*** Opening Source records ***

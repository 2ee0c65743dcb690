//! `rootcheck signal` - run one named signal.

use anyhow::Result;
use colored::Colorize;
use std::process::ExitCode;

use super::Context;
use crate::cli::args::SignalArgs;
use crate::output::{self, OutputFormat};

pub fn execute(ctx: &Context, args: &SignalArgs) -> Result<ExitCode> {
    let engine = ctx.engine();
    let extra: Vec<&str> = args.extra.iter().map(String::as_str).collect();
    let outcome = engine.outcome(args.name, &extra);

    match ctx.output_format {
        OutputFormat::Json => output::print_json(&outcome)?,
        OutputFormat::Pretty => {
            println!(
                "{} {} ({:?})",
                "Signal:".bold(),
                outcome.signal.name(),
                outcome.policy
            );
            output::print_outcome(&outcome);
        }
    }

    Ok(ExitCode::SUCCESS)
}
//! Detection configuration: candidate paths, known-bad lists, commands.

use serde::{Deserialize, Serialize};
use std::collections::BTreeMap;
use std::path::{Path, PathBuf};
use std::time::Duration;

use crate::error::ConfigError;
use crate::known;

/// Everything the detection engine reads but never mutates.
#[derive(Debug, Clone, Serialize, Deserialize)]
#[serde(default)]
pub struct DetectionConfig {
    /// Directories probed for binaries, in probing order.
    pub su_paths: Vec<String>,

    /// Append `$PATH` directories not already in `su_paths`.
    pub include_path_env: bool,

    /// Mount points that must not be read-write.
    pub sensitive_mounts: Vec<String>,

    /// Root management package names.
    pub root_management_apps: Vec<String>,

    /// Root-requiring package names.
    pub dangerous_apps: Vec<String>,

    /// Root-cloaking package names.
    pub root_cloaking_apps: Vec<String>,

    /// Deadline for every inspection command (0 = wait forever).
    pub command_timeout_secs: u64,

    /// Highest SDK level using the legacy mount layout.
    pub legacy_mount_max_sdk: u32,

    /// Library whose read access the cloak probe tests (default: current executable).
    pub native_library: Option<PathBuf>,

    /// Property key -> value that marks it dangerous.
    pub dangerous_props: BTreeMap<String, String>,

    /// Inspection commands.
    pub commands: CommandConfig,

    /// Host facts that skip querying the host when set.
    pub host: HostOverrides,
}

/// Argv of each inspection command.
#[derive(Debug, Clone, Serialize, Deserialize)]
#[serde(default)]
pub struct CommandConfig {
    /// Property dump (`getprop`)
    pub properties: Vec<String>,
    /// Mount table dump (`mount`)
    pub mounts: Vec<String>,
    /// Binary locate (`which su`)
    pub locate: Vec<String>,
    /// Package query prefix; the package name is appended (`pm path`)
    pub package_query: Vec<String>,
    /// SDK level query
    pub sdk_version: Vec<String>,
    /// Build tags query
    pub build_tags: Vec<String>,
}

/// Host facts supplied by the caller.
#[derive(Debug, Clone, Default, Serialize, Deserialize)]
#[serde(default)]
pub struct HostOverrides {
    /// Host SDK level
    pub sdk_version: Option<u32>,
    /// Host build tags
    pub build_tags: Option<String>,
}

impl Default for DetectionConfig {
    fn default() -> Self {
        Self {
            su_paths: known::owned(known::SU_PATHS),
            include_path_env: true,
            sensitive_mounts: known::owned(known::SENSITIVE_MOUNTS),
            root_management_apps: known::owned(known::ROOT_MANAGEMENT_APPS),
            dangerous_apps: known::owned(known::DANGEROUS_APPS),
            root_cloaking_apps: known::owned(known::ROOT_CLOAKING_APPS),
            command_timeout_secs: default_timeout(),
            legacy_mount_max_sdk: known::LEGACY_MOUNT_MAX_SDK,
            native_library: None,
            dangerous_props: known::DANGEROUS_PROPS
                .iter()
                .map(|(k, v)| ((*k).to_string(), (*v).to_string()))
                .collect(),
            commands: CommandConfig::default(),
            host: HostOverrides::default(),
        }
    }
}

impl Default for CommandConfig {
    fn default() -> Self {
        Self {
            properties: argv(&["getprop"]),
            mounts: argv(&["mount"]),
            locate: argv(&["which", known::BINARY_SU]),
            package_query: argv(&["pm", "path"]),
            sdk_version: argv(&["getprop", "ro.build.version.sdk"]),
            build_tags: argv(&["getprop", "ro.build.tags"]),
        }
    }
}

impl DetectionConfig {
    /// Load config from a TOML file, falling back to defaults.
    pub fn load(path: &Path) -> Result<Self, ConfigError> {
        if path.exists() {
            let content = std::fs::read_to_string(path)?;
            Ok(toml::from_str(&content)?)
        } else {
            Ok(Self::default())
        }
    }

    /// Render as TOML.
    pub fn to_toml(&self) -> Result<String, ConfigError> {
        Ok(toml::to_string_pretty(self)?)
    }

    /// Command deadline, if any.
    #[must_use]
    pub const fn command_timeout(&self) -> Option<Duration> {
        match self.command_timeout_secs {
            0 => None,
            secs => Some(Duration::from_secs(secs)),
        }
    }
}

fn argv(parts: &[&str]) -> Vec<String> {
    known::owned(parts)
}

// Default value functions for serde.
const fn default_timeout() -> u64 {
    10
}
//! Verdict report -- every signal's outcome for one computation.

use chrono::{DateTime, Utc};
use serde::{Deserialize, Serialize};
use std::str::FromStr;

use super::signal::{SignalKind, SignalOutcome};

/// How signal results are combined.
#[derive(Debug, Clone, Copy, Default, PartialEq, Eq, Serialize, Deserialize)]
#[serde(rename_all = "kebab-case")]
pub enum Strategy {
    /// Stop at the first positive; later signals are skipped
    #[default]
    ShortCircuit,
    /// Evaluate everything, then OR
    Exhaustive,
}

impl FromStr for Strategy {
    type Err = String;

    fn from_str(s: &str) -> Result<Self, Self::Err> {
        match s.to_lowercase().as_str() {
            "short-circuit" | "short" => Ok(Self::ShortCircuit),
            "exhaustive" | "all" => Ok(Self::Exhaustive),
            _ => Err(format!(
                "unknown strategy `{s}`, expected short-circuit or exhaustive"
            )),
        }
    }
}

impl std::fmt::Display for Strategy {
    fn fmt(&self, f: &mut std::fmt::Formatter<'_>) -> std::fmt::Result {
        match self {
            Self::ShortCircuit => write!(f, "short-circuit"),
            Self::Exhaustive => write!(f, "exhaustive"),
        }
    }
}

/// Structured verdict with the evidence trail.
#[derive(Debug, Clone, Serialize, Deserialize)]
pub struct DetectionReport {
    /// Host identifier (machine-id or hostname)
    pub host_id: String,
    /// When the verdict was computed
    pub collected_at: DateTime<Utc>,
    /// Combination strategy used
    pub strategy: Strategy,
    /// Whether signals ran in parallel
    #[serde(default)]
    pub concurrent: bool,
    /// Final verdict
    pub rooted: bool,
    /// One outcome per registered signal, in registration order
    pub outcomes: Vec<SignalOutcome>,
}

impl DetectionReport {
    /// Signals that contributed `true`.
    #[must_use]
    pub fn positives(&self) -> Vec<SignalKind> {
        self.outcomes
            .iter()
            .filter(|o| o.is_positive())
            .map(|o| o.signal)
            .collect()
    }

    /// Outcome for one signal, if registered.
    #[must_use]
    pub fn outcome(&self, signal: SignalKind) -> Option<&SignalOutcome> {
        self.outcomes.iter().find(|o| o.signal == signal)
    }
}
//! Individual detection checks. None depends on another's result.

pub mod binaries;
pub mod build_tags;
pub mod mounts;
pub mod native;
pub mod packages;
pub mod props;
pub mod su_locate;

pub use binaries::{candidate_paths, check_for_binary, full_paths};
pub use build_tags::detect_test_keys;
pub use mounts::{check_for_rw_paths, parse_mount_line, scan_mounts};
pub use native::{
    check_for_root_native, HostBridge, NativeBridge, NativeCapability, NativeScan, NativeScanner,
    UnavailableBridge,
};
pub use packages::{
    is_any_package_installed, merged_list, InstalledSet, PackageLookup, PackageRegistry, PmRegistry,
};
pub use props::{check_for_dangerous_props, scan_properties};
pub use su_locate::check_su_exists;
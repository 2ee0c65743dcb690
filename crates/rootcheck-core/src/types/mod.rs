//! Core types for root detection.

pub mod mount;
pub mod report;
pub mod signal;

pub use mount::{MountEntry, MountLineFormat};
pub use report::{DetectionReport, Strategy};
pub use signal::{FailurePolicy, SignalKind, SignalOutcome, SignalResult, SignalStatus};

*** Closing Source records ***

• [What is being asked]: Your answer must be the lines from the one containing "pub mod report;" to the last line of the entries, repeated exactly and with nothing else.

• [Task answer]:
pub mod report;
pub mod signal;

pub use mount::{MountEntry, MountLineFormat};
pub use report::{DetectionReport, Strategy};
pub use signal::{FailurePolicy, SignalKind, SignalOutcome, SignalResult, SignalStatus};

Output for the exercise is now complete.